In 2013, Isaac co-founded the Sino-Africa Center of Excellence (SACE), a foundation that aims to promote cooperation between China and Africa by generating insights and adding value in the areas of business development, trade and investments, and entrepreneurship, based in Nairobi, Kenya. In January 2015, SACE launched the Business Perception Index-Kenya which interviewed over 70 Chinese companies operating in Kenya after which they released report outlining the challenges the businesses were facing, the report featured in World Bank annual documents.

== Amahoro Coalition ==
In 2021, Isaac founded the Amahoro Coalition, an African-led NGO convening multi-sector actors across the continent to accelerate private sector leadership in driving sustainable market-based interventions that advance economic inclusion for displaced populations. Between 30 November and 2 December 2021, the Amahoro Coalition in partnership with UNHCR and in collaboration with the Government of Rwanda and Inkomoko, organized the first-ever Africa Private Sector Forum on Forced Displacement titled, "36 Million Solutions", in Kigali, Rwanda.

In 2022, the Amahoro Coalition in partnership with Ajira Digital Program, trained and mentored refugee population in Kenya about using digital platforms, where refugees from Dadaab and Kakuma camps learned to work online and deliver business solutions for the private sector in Kenya.

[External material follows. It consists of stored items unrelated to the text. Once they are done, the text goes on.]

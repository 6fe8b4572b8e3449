use unicode_width::UnicodeWidthStr;

/// Display width in terminal cells. Tabs count as 4 cells.
pub fn display_width(s: &str) -> usize {
    s.split('\t')
        .enumerate()
        .map(|(i, part)| {
            let w = UnicodeWidthStr::width(part);
            if i > 0 { w + 4 } else { w }
        })
        .sum()
}

/// Right-pad `s` with spaces to `width` cells. Wider strings are returned as is.
pub fn pad_to_width(s: &str, width: usize) -> String {
    let w = display_width(s);
    let mut out = s.to_string();
    if w < width {
        out.push_str(&" ".repeat(width - w));
    }
    out
}

#[cfg(test)]
mod tests {
    use super::*;

    #[test]
    fn test_display_width_wide_chars() {
        assert_eq!(display_width("abc"), 3);
        assert_eq!(display_width("日本"), 4);
        assert_eq!(display_width("a\tb"), 6);
    }

    #[test]
    fn test_pad_to_width() {
        assert_eq!(pad_to_width("ab", 4), "ab  ");
        assert_eq!(pad_to_width("日本", 5), "日本 ");
        assert_eq!(pad_to_width("abcdef", 3), "abcdef");
    }
}
use std::path::PathBuf;

use serde::{Deserialize, Serialize};

use super::config::{OrderConfig, TableInfo};
use super::row::Row;

/// The typed contents of a table.toml file
#[derive(Debug, Clone, Serialize, Deserialize)]
pub struct TableDoc {
    pub table: TableInfo,
    #[serde(default)]
    pub order: OrderConfig,
    #[serde(default)]
    pub rows: Vec<Row>,
}

/// A fully loaded table
#[derive(Debug)]
pub struct Table {
    /// Directory containing table.toml
    pub root: PathBuf,
    /// Path to table.toml itself
    pub path: PathBuf,
    /// Parsed settings and rows, rows sorted by order key
    pub doc: TableDoc,
    /// The raw document, kept for format-preserving writes
    pub source: toml_edit::DocumentMut,
}

impl Table {
    pub fn rows(&self) -> &[Row] {
        &self.doc.rows
    }

    /// Payload columns to display: the configured list, or every payload key
    /// in first-seen order.
    pub fn display_columns(&self) -> Vec<String> {
        if !self.doc.table.columns.is_empty() {
            return self.doc.table.columns.clone();
        }
        let mut cols: Vec<String> = Vec::new();
        for row in &self.doc.rows {
            for key in row.fields.keys() {
                if !cols.iter().any(|c| c == key) {
                    cols.push(key.clone());
                }
            }
        }
        cols
    }
}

Since 2023, the Amahoro Coalition with its partners launched the Amahoro Fellowship Program, a 12-month program which gives forcibly displaced persons a platform to cultivate and disseminate their ideas on the world stage. The program also provides funding to the fellows. The Coalition hosted the second edition of the Africa Private Sector Forum on Forced Displacement in Accra, Ghana in November 2023.

== Other considerations ==
During COVID-19 pandemic, Isaac with Marcia Ashong, Ada Osakwe, and Ory Okolloh among others, formed the Africa Unusual Working Group which was working to find practical solutions to the rising COVID-19 cases on the Africa continent. One of the results, the group advised African leaders to lobby for foreign debt relief to deal with the economic and health issues arising from the COVID-19 pandemic.

Isaac is a 2014 ArchBishop Desmond Tutu Fellow. He serves on the board of Ashesi University. He is also a member of the Export-Import Bank of the United States 2023-2024 Advisory Committee and Sub-Saharan Africa Advisory Committee.